Die Vorarlberger Stadt Hohenems liegt genau zwischen Österreich, der Schweiz und Deutschland. Der Direktor des dortigen Jüdischen Museums, Hanno Loewy, hat vor Jahren für die Dauerausstellung des Jüdischen Museums in Berlin Privatpersonen gebeten, in kurzen Berichten ihr Leben als Juden in Deutschland nach 1945 zu schildern.

In Hohenems kam ihm nun der Gedanke, diese Geschichten aus den deutschsprachigen Ländern Mitteleuropas zu sammeln und dann zu sehen, worin sie sich unterscheiden. Es entstand die Ausstellung "So einfach war das", die seit heute im Münchner Jüdischen Museum zu Gast ist.

Leben im Land der Täter

Sich im Deutschland der fünfziger Jahre als Jude eine Existenz aufzubauen, erforderte Mut und bedeutete, zwischen zwei Stereotypen Platz zu nehmen: Zum einen musste man im "Land der Täter" jeden für einen Nazi halten, zum anderen gab es später, in den sechziger und siebziger Jahren, immer mehr, die von sich behaupteten, in der nationalsozialistischen Zeit Retter von vielen gewesen zu sein, den sprichwörtlichen "Juden im Schrank" gehabt zu haben, wie Loewy es ausdrückt.

Seit 1990 haben sich die Umstände geändert, weil Deutschland zu einem attraktiven Einwanderungsland für Juden aus Russland geworden ist, die das jüdische Kulturleben wesentlich mitprägen.

Die wenigen, die sich nach dem Krieg in Österreich und der DDR niederließen, waren politisch und gesellschaftlich engagiert - im Optimismus, jeweils einen neuen, besseren Staat mitgestalten zu können. In der Schweiz schließlich blieb aufgrund der Neutralität die Pluralität erhalten, wurde durch Flüchtlinge sogar noch verbreitert.

Dies sind die generell beobachtbaren Entwicklungen. Durch die in der Ausstellung vereinten Eindrücke werden sie plastisch, bekommen unterscheidbare Gesichter.

43 Personen, die zwar durch persönliche Bekanntschaften ausgewählt wurden, trotzdem aber relativ repräsentativ sind, haben jeweils eine Fotografie hergegeben, die dazugehörende Episode aus ihrem Leben auf ein bis zwei Seiten niedergeschrieben und auf Band gesprochen.

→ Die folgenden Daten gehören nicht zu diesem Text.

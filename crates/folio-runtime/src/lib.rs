#![forbid(unsafe_code)]

//! Runtime: the trackers, the arbiter, and the host-driven engine.
//!
//! # Role in Folio
//! `folio-runtime` decides which single section of the page is active. Three
//! signal sources compete (scroll position, band intersection, pointer hover)
//! and the page's own smooth scrolling must not feed back into them.
//!
//! # Pipeline
//! ```text
//! scroll ticks ──► FrameCoalescer ──► IntersectionTracker ──┐
//!                                 └─► ScrollPositionTracker ─┤
//! pointer enter/leave ──► HoverIntentTracker ────────────────┼─► ActiveSectionArbiter ──► Observable<ActiveState>
//! nav click ──► ProgrammaticScrollSuppressor (gate) ─────────┘
//! ```
//!
//! [`SectionSpy`] wires the pipeline together; the individual components are
//! public for hosts that need to drive them separately.

pub mod arbiter;
pub mod config;
pub mod hover;
pub mod intersection;
pub mod reactive;
pub mod scroll_position;
pub mod spy;
pub mod suppressor;
pub mod timer;

pub use arbiter::{ActiveSectionArbiter, ArbiterLogEntry, ArbiterOutcome, IgnoredReason};
pub use config::{ConfigError, SpyConfig};
pub use hover::HoverIntentTracker;
pub use intersection::IntersectionTracker;
pub use reactive::{Observable, Subscription};
pub use reactive::observable::ObservableReader;
pub use scroll_position::ScrollPositionTracker;
pub use spy::{FrameReport, ScrollRequest, SectionSpy, SpyCommand};
pub use suppressor::{ProgrammaticScrollSuppressor, SuppressionWindow};
pub use timer::{Deadline, TimerToken};
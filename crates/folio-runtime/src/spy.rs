#![forbid(unsafe_code)]

//! The host-driven engine.
//!
//! [`SectionSpy`] owns the registry, the four trackers and the arbiter, and is
//! the inbound surface the page talks to. It never reads the clock: every call
//! that cares about time takes the host's monotonic `now`.
//!
//! # Frame model
//!
//! Pointer events resolve immediately (hover must feel instant). Scroll and
//! resize ticks are only recorded; [`SectionSpy::frame`] is called once per
//! animation frame and does the heavy lifting in a fixed order:
//!
//! 1. Expire timers: close a finished suppression window, resolve hover
//!    graces, fire a pending focus. A hover grace that clears the state
//!    leaves `Idle` for this frame and schedules a resolution for the next.
//! 2. Flush coalesced scroll/resize input.
//! 3. If anything moved (or the registry changed, or this is the first
//!    frame), run an intersection pass, then a scroll resolution.
//! 4. Drop an active id whose section has gone away.

use core::time::Duration;
use std::rc::Rc;

use tracing::{debug, debug_span, warn};

use folio_core::{
    ActiveState, FrameCoalescer, SectionEvent, SectionId, SectionLayout, SectionRegistry,
    Viewport,
};

use crate::arbiter::{ActiveSectionArbiter, ArbiterLogEntry, ArbiterOutcome};
use crate::config::SpyConfig;
use crate::hover::HoverIntentTracker;
use crate::intersection::IntersectionTracker;
use crate::reactive::observable::{ObservableReader, Subscription};
use crate::scroll_position::ScrollPositionTracker;
use crate::suppressor::ProgrammaticScrollSuppressor;
use crate::timer::Deadline;

/// Scroll the host should perform for a navigation request.
#[derive(Debug, Clone, PartialEq)]
pub struct ScrollRequest {
    pub id: SectionId,
    /// Target scroll offset (document px), already corrected for the header.
    pub top: f64,
    pub smooth: bool,
}

/// Deferred host action produced by a frame.
#[derive(Debug, Clone, PartialEq, Eq)]
pub enum SpyCommand {
    /// Move keyboard focus to the section.
    Focus(SectionId),
}

/// What one frame did.
#[derive(Debug, Clone, PartialEq, Default)]
pub struct FrameReport {
    /// State after the frame.
    pub state: ActiveState,
    /// Whether the state changed during the frame.
    pub changed: bool,
    /// Host actions that came due.
    pub commands: Vec<SpyCommand>,
    /// Raw scroll ticks folded into this frame.
    pub scroll_ticks: u32,
}

#[derive(Debug, Clone, Default)]
struct PendingFocus {
    target: Option<SectionId>,
    deadline: Deadline,
}

/// Active-section synchronization engine.
#[derive(Debug)]
pub struct SectionSpy {
    config: SpyConfig,
    registry: SectionRegistry,
    intersection: IntersectionTracker,
    scroll: ScrollPositionTracker,
    hover: HoverIntentTracker,
    suppressor: ProgrammaticScrollSuppressor,
    arbiter: ActiveSectionArbiter,
    coalescer: FrameCoalescer,
    focus: PendingFocus,
    viewport: Viewport,
    /// Force a resolution pass on the next frame.
    needs_resolve: bool,
}

impl Default for SectionSpy {
    fn default() -> Self {
        Self::new(SpyConfig::default())
    }
}

impl SectionSpy {
    /// Engine in the `Idle` state with an empty registry.
    ///
    /// The config is used as given; call [`SpyConfig::validated`] first when it
    /// comes from outside.
    #[must_use]
    pub fn new(config: SpyConfig) -> Self {
        Self {
            registry: SectionRegistry::with_order(config.section_order()),
            intersection: IntersectionTracker::new(config.band),
            scroll: ScrollPositionTracker::new(config.header_offset_px),
            hover: HoverIntentTracker::new(config.hover_grace()),
            suppressor: ProgrammaticScrollSuppressor::new(config.quiet_period()),
            arbiter: ActiveSectionArbiter::new(config.log_capacity),
            coalescer: FrameCoalescer::new(),
            focus: PendingFocus::default(),
            viewport: Viewport::default(),
            needs_resolve: true,
            config,
        }
    }

    #[must_use]
    pub fn config(&self) -> &SpyConfig {
        &self.config
    }

    #[must_use]
    pub fn registry(&self) -> &SectionRegistry {
        &self.registry
    }

    #[must_use]
    pub fn viewport(&self) -> Viewport {
        self.viewport
    }

    /// Current active state.
    #[must_use]
    pub fn state(&self) -> ActiveState {
        self.arbiter.state()
    }

    /// Read-only handle for sections and the navigation rail.
    #[must_use]
    pub fn reader(&self) -> ObservableReader<ActiveState> {
        self.arbiter.reader()
    }

    /// Push every future transition to `callback`.
    pub fn subscribe(&self, callback: impl Fn(&ActiveState) + 'static) -> Subscription {
        self.arbiter.subscribe(callback)
    }

    /// Recent arbiter dispatches, oldest first.
    pub fn dispatch_log(&self) -> impl Iterator<Item = &ArbiterLogEntry> {
        self.arbiter.log()
    }

    /// Section under the pointer, ignoring hover grace.
    #[must_use]
    pub fn pointer_inside(&self) -> Option<&SectionId> {
        self.hover.pointer_inside()
    }

    #[must_use]
    pub fn is_suppressed(&self, now: Duration) -> bool {
        self.suppressor.is_suppressed(now)
    }

    /// Earliest pending timer, so hosts can sleep until the next frame worth
    /// running.
    #[must_use]
    pub fn next_deadline(&self) -> Option<Duration> {
        [
            self.suppressor.window().map(|w| w.expires_at),
            self.hover.next_deadline(),
            self.focus.deadline.fire_at(),
        ]
        .into_iter()
        .flatten()
        .min()
    }

    // --- inbound: section lifecycle -------------------------------------

    /// Mount a section.
    pub fn register_section(&mut self, id: impl Into<SectionId>, layout: Rc<dyn SectionLayout>) {
        self.registry.register(id.into(), layout);
        self.needs_resolve = true;
    }

    /// Unmount a section: cancel its timers, forget it everywhere, and clear
    /// it from the active state, all before returning.
    pub fn unregister_section(&mut self, id: &SectionId) {
        self.hover.cancel(id);
        if self.focus.target.as_ref() == Some(id) {
            self.focus.deadline.cancel();
            self.focus.target = None;
        }
        self.intersection.forget(id);
        self.registry.unregister(id);
        self.arbiter.revalidate(&self.registry);
        self.needs_resolve = true;
    }

    /// Section geometry changed under live handles (reflow, font load).
    /// The next frame re-resolves.
    pub fn relayout(&mut self) {
        self.needs_resolve = true;
    }

    // --- inbound: pointer -------------------------------------------------

    pub fn pointer_enter(&mut self, id: impl Into<SectionId>, now: Duration) -> ArbiterOutcome {
        // Graces that ran out before this enter still report their clear.
        if self.expire_hover(now) {
            self.needs_resolve = true;
        }
        let event = self.hover.pointer_enter(id.into());
        self.dispatch(event, now)
    }

    pub fn pointer_leave(&mut self, id: impl Into<SectionId>, now: Duration) {
        self.hover.pointer_leave(id.into(), now);
    }

    // --- inbound: motion --------------------------------------------------

    /// Record a scroll tick. Resolution waits for the next frame.
    pub fn scroll(&mut self, scroll_y: f64, now: Duration) {
        self.coalescer.push_scroll(scroll_y);
        self.suppressor.note_scroll(now);
    }

    /// Record a viewport resize. Resolution waits for the next frame.
    pub fn resize(&mut self, height: f64) {
        self.coalescer.push_resize(height);
    }

    /// Set the full viewport at once (initial paint).
    pub fn set_viewport(&mut self, viewport: Viewport) {
        self.coalescer.push_scroll(viewport.scroll_y);
        self.coalescer.push_resize(viewport.height);
    }

    // --- inbound: navigation ----------------------------------------------

    /// Navigation rail click.
    ///
    /// Opens a suppression window, schedules focus for the target, and
    /// returns the scroll the host should perform. Unknown sections produce no
    /// scroll and no suppression.
    pub fn request_scroll_to(&mut self, id: &SectionId, now: Duration) -> Option<ScrollRequest> {
        let Some(top) = self.registry.lookup(id).and_then(|h| h.top_offset()) else {
            warn!(target: "folio.spy", section = %id, "navigation to unregistered section ignored");
            return None;
        };
        self.suppressor.begin(now);
        self.focus.target = Some(id.clone());
        self.focus.deadline.arm(now + self.config.focus_delay());
        let request = ScrollRequest {
            id: id.clone(),
            top: (top - self.config.nav_scroll_offset_px).max(0.0),
            smooth: true,
        };
        debug!(target: "folio.spy", section = %id, top = request.top, "navigation scroll requested");
        Some(request)
    }

    // --- frame --------------------------------------------------------------

    /// Run one animation frame at `now`.
    pub fn frame(&mut self, now: Duration) -> FrameReport {
        let _span = debug_span!("folio.frame", now_ms = now.as_millis() as u64).entered();
        let version_before = self.arbiter.version();
        let mut commands = Vec::new();

        if self.suppressor.poll(now) {
            // Re-check where the page landed once the motion settled.
            self.needs_resolve = true;
        }
        let hover_cleared = self.expire_hover(now);
        if self.focus.deadline.fire_if_due(now) {
            if let Some(target) = self.focus.target.take() {
                if self.registry.contains(&target) {
                    commands.push(SpyCommand::Focus(target));
                }
            }
        }

        let input = self.coalescer.flush();
        if let Some(input) = input {
            if let Some(scroll_y) = input.scroll_y {
                self.viewport.scroll_y = scroll_y;
            }
            if let Some(height) = input.viewport_height {
                self.viewport.height = height;
            }
        }
        let scrolled = input.is_some_and(|i| i.scroll_y.is_some());
        let resized = input.is_some_and(|i| i.viewport_height.is_some());

        let resubscribe = self.intersection.needs_resubscribe(&self.registry);
        if scrolled || resized || resubscribe || self.needs_resolve {
            for event in self.intersection.observe(&self.registry, self.viewport) {
                self.dispatch(event, now);
            }
        }
        if scrolled || self.needs_resolve {
            if let Some(event) = self.scroll.resolve(&self.registry, self.viewport.scroll_y) {
                self.dispatch(event, now);
            }
        }
        // A hover that just cleared hands back to the section under the
        // header on the next frame.
        self.needs_resolve = hover_cleared;

        self.arbiter.revalidate(&self.registry);

        FrameReport {
            state: self.arbiter.state(),
            changed: self.arbiter.version() != version_before,
            commands,
            scroll_ticks: input.map_or(0, |i| i.scroll_ticks),
        }
    }

    /// Forget everything transient, as on page reload. Sections stay mounted.
    pub fn reset(&mut self) {
        self.hover = HoverIntentTracker::new(self.config.hover_grace());
        self.suppressor.cancel();
        self.focus = PendingFocus::default();
        self.coalescer.clear();
        self.intersection.disconnect();
        self.arbiter.reset();
        self.needs_resolve = true;
    }

    /// Dispatch every expired hover grace. Returns whether one of them
    /// cleared the active state.
    fn expire_hover(&mut self, now: Duration) -> bool {
        let mut cleared = false;
        for event in self.hover.poll(now) {
            cleared |= self.dispatch(event, now).is_transition();
        }
        cleared
    }

    fn dispatch(&mut self, event: SectionEvent, now: Duration) -> ArbiterOutcome {
        let suppressed = self.suppressor.is_suppressed(now);
        self.arbiter.dispatch(event, &self.registry, suppressed)
    }
}
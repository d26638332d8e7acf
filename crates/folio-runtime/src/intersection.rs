#![forbid(unsafe_code)]

//! Viewport-band intersection tracking.
//!
//! [`IntersectionTracker`] plays the role of an intersection observer with a
//! `rootMargin` of `-20% 0px -60% 0px`: a section counts as "in" while any part
//! of it overlaps the band between 20% and 40% of the viewport height. Each
//! observation pass compares the current overlap against the previous pass and
//! reports the differences as [`SectionEvent::Enter`] / [`SectionEvent::Exit`].
//!
//! # Subscription
//!
//! The tracker follows the registry's generation. When the handle set changes
//! it re-subscribes: sections that disappeared are forgotten silently, sections
//! seen for the first time get an initial entry (an `Enter` if they already
//! overlap the band, nothing otherwise). Sections observed before keep their
//! state, so a re-subscribe never replays an `Enter` for a section that was
//! already in.
//!
//! The tracker records overlap, not acceptance. An `Enter` the arbiter
//! ignores (suppression, a held hover) is not replayed on a later pass; the
//! section comes back through scroll resolution, which the engine re-runs when
//! suppression closes or a hover clears.

use ahash::AHashSet;
use tracing::trace;

use folio_core::{BandInsets, SectionEvent, SectionId, SectionRegistry, Viewport};

/// Emits enter/exit events for the observation band.
#[derive(Debug, Clone)]
pub struct IntersectionTracker {
    insets: BandInsets,
    /// Registry generation the current subscription was built from.
    observed_generation: Option<u64>,
    /// Sections under observation.
    observed: AHashSet<SectionId>,
    /// Sections overlapping the band as of the last pass.
    intersecting: AHashSet<SectionId>,
}

impl IntersectionTracker {
    #[must_use]
    pub fn new(insets: BandInsets) -> Self {
        Self {
            insets,
            observed_generation: None,
            observed: AHashSet::new(),
            intersecting: AHashSet::new(),
        }
    }

    #[must_use]
    pub fn insets(&self) -> BandInsets {
        self.insets
    }

    /// Whether `id` overlapped the band on the last pass.
    #[must_use]
    pub fn is_intersecting(&self, id: &SectionId) -> bool {
        self.intersecting.contains(id)
    }

    /// Whether the registry changed since the last pass.
    #[must_use]
    pub fn needs_resubscribe(&self, registry: &SectionRegistry) -> bool {
        self.observed_generation != Some(registry.generation())
    }

    /// Stop tracking one section without emitting anything.
    pub fn forget(&mut self, id: &SectionId) {
        self.observed.remove(id);
        self.intersecting.remove(id);
    }

    /// Drop the subscription entirely; the next pass starts fresh.
    pub fn disconnect(&mut self) {
        self.observed_generation = None;
        self.observed.clear();
        self.intersecting.clear();
    }

    /// Run one observation pass. Events come out in document order.
    pub fn observe(&mut self, registry: &SectionRegistry, viewport: Viewport) -> Vec<SectionEvent> {
        if self.needs_resubscribe(registry) {
            self.resubscribe(registry);
        }

        let band = viewport.band(self.insets);
        let mut events = Vec::new();
        for handle in registry.all() {
            let id = handle.id();
            let now_in = handle.bounds().is_some_and(|b| b.intersects(&band));
            let first_seen = self.observed.insert(id.clone());
            let was_in = self.intersecting.contains(id);

            match (was_in, now_in) {
                (false, true) => {
                    self.intersecting.insert(id.clone());
                    events.push(SectionEvent::Enter(id.clone()));
                }
                (true, false) => {
                    self.intersecting.remove(id);
                    events.push(SectionEvent::Exit(id.clone()));
                }
                _ => {}
            }
            if first_seen {
                trace!(target: "folio.intersection", section = %id, intersecting = now_in, "initial entry");
            }
        }
        events
    }

    fn resubscribe(&mut self, registry: &SectionRegistry) {
        self.observed.retain(|id| registry.contains(id));
        self.intersecting.retain(|id| registry.contains(id));
        self.observed_generation = Some(registry.generation());
        trace!(
            target: "folio.intersection",
            generation = registry.generation(),
            observed = self.observed.len(),
            "resubscribed"
        );
    }
}

impl Default for IntersectionTracker {
    fn default() -> Self {
        Self::new(BandInsets::default())
    }
}
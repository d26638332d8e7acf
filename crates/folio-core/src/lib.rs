#![forbid(unsafe_code)]

//! Core: section identity, layout handles, geometry, and the section registry.
//!
//! # Role in Folio
//! `folio-core` is the data layer of the active-section engine. It owns the
//! types every other crate speaks in: which sections exist, where they sit on
//! the page, and which typed events flow toward the arbiter.
//!
//! # Primary responsibilities
//! - **SectionId / SectionHandle**: stable keys and self-invalidating layout
//!   handles for mounted sections.
//! - **SectionRegistry**: the live, ordered set of trackable sections.
//! - **Geometry**: document-space bounds, the viewport, and the observation band.
//! - **SectionEvent / ActiveState**: the typed vocabulary of the arbiter.
//! - **FrameCoalescer**: folds scroll/resize ticks down to one per frame.
//!
//! # How it fits in the system
//! `folio-runtime` consumes these types to run the trackers and the arbiter;
//! `folio-web` feeds them from a browser host.

pub mod event;
pub mod frame_coalescer;
pub mod geometry;
pub mod registry;
pub mod section;

pub use event::{ActiveSource, ActiveState, SectionEvent};
pub use frame_coalescer::{FrameCoalescer, FrameInput};
pub use geometry::{BandInsets, Bounds, Viewport};
pub use registry::{DEFAULT_DOCUMENT_ORDER, SectionRegistry};
pub use section::{MeasuredLayout, SectionHandle, SectionId, SectionLayout};
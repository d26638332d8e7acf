#![forbid(unsafe_code)]

//! JSON input parser for host events.
//!
//! The page's glue script serializes DOM observations as small JSON objects
//! and [`parse_host_event`] turns each one into a [`HostEvent`]:
//!
//! ```json
//! {"kind":"mount","section":"profile","top":800,"height":800}
//! {"kind":"measure","section":"profile","top":760,"height":820}
//! {"kind":"unmount","section":"profile"}
//! {"kind":"pointer","phase":"enter","section":"profile"}
//! {"kind":"scroll","y":1240.5}
//! {"kind":"resize","height":900}
//! {"kind":"navigate","section":"experience"}
//! ```
//!
//! Kinds the engine has no use for (`"key"`, `"focus"`, ...) yield `Ok(None)`.

use serde::Deserialize;

use folio_core::{Bounds, SectionId};

use crate::HostEvent;

/// Errors from parsing host event JSON.
#[derive(Debug, Clone, PartialEq, Eq, thiserror::Error)]
pub enum InputParseError {
    /// Malformed JSON.
    #[error("JSON parse error: {0}")]
    Json(String),
    /// Missing required field.
    #[error("missing required field: {0}")]
    MissingField(&'static str),
    /// Unknown pointer phase value.
    #[error("unknown phase: {0}")]
    UnknownPhase(String),
}

/// Internal deserialization target.
#[derive(Debug, Deserialize)]
struct RawInput {
    kind: String,
    #[serde(default)]
    phase: Option<String>,
    #[serde(default)]
    section: Option<String>,
    #[serde(default)]
    top: Option<f64>,
    #[serde(default)]
    height: Option<f64>,
    #[serde(default)]
    y: Option<f64>,
}

/// Parse one JSON-encoded host event.
///
/// Returns `Ok(None)` for kinds with no [`HostEvent`] equivalent, and `Err`
/// for malformed JSON or missing fields.
pub fn parse_host_event(json: &str) -> Result<Option<HostEvent>, InputParseError> {
    let raw: RawInput =
        serde_json::from_str(json).map_err(|e| InputParseError::Json(e.to_string()))?;

    let event = match raw.kind.as_str() {
        "mount" => HostEvent::Mount {
            id: section(&raw)?,
            bounds: bounds(&raw)?,
        },
        "measure" => HostEvent::Measure {
            id: section(&raw)?,
            bounds: bounds(&raw)?,
        },
        "unmount" => HostEvent::Unmount { id: section(&raw)? },
        "pointer" => parse_pointer(&raw)?,
        "scroll" => HostEvent::Scroll {
            scroll_y: number(raw.y, "y")?,
        },
        "resize" => HostEvent::Resize {
            height: number(raw.height, "height")?,
        },
        "navigate" => HostEvent::Navigate { id: section(&raw)? },
        _ => return Ok(None),
    };
    Ok(Some(event))
}

/// Parse a JSON array of host events, skipping kinds with no mapping.
pub fn parse_host_events(json: &str) -> Result<Vec<HostEvent>, InputParseError> {
    let items: Vec<serde_json::Value> =
        serde_json::from_str(json).map_err(|e| InputParseError::Json(e.to_string()))?;
    let mut events = Vec::with_capacity(items.len());
    for item in items {
        if let Some(event) = parse_host_event(&item.to_string())? {
            events.push(event);
        }
    }
    Ok(events)
}

fn parse_pointer(raw: &RawInput) -> Result<HostEvent, InputParseError> {
    let id = section(raw)?;
    match raw.phase.as_deref() {
        Some("enter") => Ok(HostEvent::PointerEnter { id }),
        Some("leave") => Ok(HostEvent::PointerLeave { id }),
        Some(other) => Err(InputParseError::UnknownPhase(other.to_string())),
        None => Err(InputParseError::MissingField("phase")),
    }
}

fn section(raw: &RawInput) -> Result<SectionId, InputParseError> {
    raw.section
        .as_deref()
        .map(SectionId::from)
        .ok_or(InputParseError::MissingField("section"))
}

fn bounds(raw: &RawInput) -> Result<Bounds, InputParseError> {
    Ok(Bounds::new(
        number(raw.top, "top")?,
        number(raw.height, "height")?,
    ))
}

fn number(value: Option<f64>, field: &'static str) -> Result<f64, InputParseError> {
    value.ok_or(InputParseError::MissingField(field))
}

#[cfg(test)]
mod tests {
    use super::*;

    #[test]
    fn pointer_phases() {
        assert_eq!(
            parse_host_event(r#"{"kind":"pointer","phase":"enter","section":"profile"}"#),
            Ok(Some(HostEvent::PointerEnter {
                id: SectionId::from("profile")
            }))
        );
        assert_eq!(
            parse_host_event(r#"{"kind":"pointer","phase":"leave","section":"profile"}"#),
            Ok(Some(HostEvent::PointerLeave {
                id: SectionId::from("profile")
            }))
        );
    }

    #[test]
    fn mount_carries_bounds() {
        assert_eq!(
            parse_host_event(r#"{"kind":"mount","section":"home","top":0,"height":812.5}"#),
            Ok(Some(HostEvent::Mount {
                id: SectionId::from("home"),
                bounds: Bounds::new(0.0, 812.5),
            }))
        );
    }

    #[test]
    fn unmapped_kinds_are_skipped() {
        assert_eq!(parse_host_event(r#"{"kind":"key","key":"a"}"#), Ok(None));
    }

    #[test]
    fn errors() {
        assert!(matches!(
            parse_host_event("{not json"),
            Err(InputParseError::Json(_))
        ));
        assert_eq!(
            parse_host_event(r#"{"kind":"pointer","phase":"hover","section":"home"}"#),
            Err(InputParseError::UnknownPhase("hover".into()))
        );
        assert_eq!(
            parse_host_event(r#"{"kind":"pointer","section":"home"}"#),
            Err(InputParseError::MissingField("phase"))
        );
        assert_eq!(
            parse_host_event(r#"{"kind":"navigate"}"#),
            Err(InputParseError::MissingField("section"))
        );
        assert_eq!(
            parse_host_event(r#"{"kind":"scroll"}"#),
            Err(InputParseError::MissingField("y"))
        );
    }

    #[test]
    fn error_display() {
        assert_eq!(
            InputParseError::MissingField("section").to_string(),
            "missing required field: section"
        );
    }

    #[test]
    fn batch_parse_skips_unmapped() {
        let events = parse_host_events(
            r#"[{"kind":"scroll","y":10},{"kind":"focus"},{"kind":"resize","height":700}]"#,
        )
        .unwrap();
        assert_eq!(
            events,
            vec![
                HostEvent::Scroll { scroll_y: 10.0 },
                HostEvent::Resize { height: 700.0 }
            ]
        );
    }
}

Die Menschen erzählen, was ihnen wichtig ist

Loewy hat danach keine Veränderungen vorgenommen, die Menschen das erzählen lassen, was ihnen wichtig war, in der Umgebung, in der sie sich befinden. Deshalb schwankt die Qualität der Aufnahmen etwas, daher wirken sie aber auch umso persönlicher.

Meist sind es Geschichten aus Kindheiten zwischen den fünfziger und achtziger Jahren, die manchmal nicht sehr spezifisch klingen, dann aber doch eine Besonderheit aufweisen: Zum Beispiel die Anekdoten vom Jungen, der mit seinem Vater einen Berg besteigt, wie alle Schweizer es tun - und oben sind sie die einzigen, die ihre Würste nicht grillen, weil der Vater als Flüchtling nie bei den Pfadfindern war und nicht gelernt hat, wie man in der Natur Feuer macht.

Oder die Geschichte der Frau, die heute in Weimar als Dozentin lebt und von ihren Eltern von Buchenwald erfahren hat, und dass der Onkel dort gestorben sei und dass das alles vorbei sei, weil sie in der DDR, "einer von Ausbeutung und Rassismus freien Welt", lebten. Dabei hängt das Bild von der Einschulung 1955.

Das Bemerkenswerte an dieser Ausstellung ist, dass trotz des kontemplativen Ansatzes und der auffällig geringen Stichprobenzahl ein rundes Bild entsteht, das weder polemisiert noch Problematisches undiskutiert lässt.

(Bis 27. Januar 2005, Reichenbachstraße 27, geöffnet Dienstag 14 bis 18 Uhr, Mittwoch 10 bis 12 und 14 bis 18 Uhr, sowie Donnerstag 14 bis 20 Uhr.)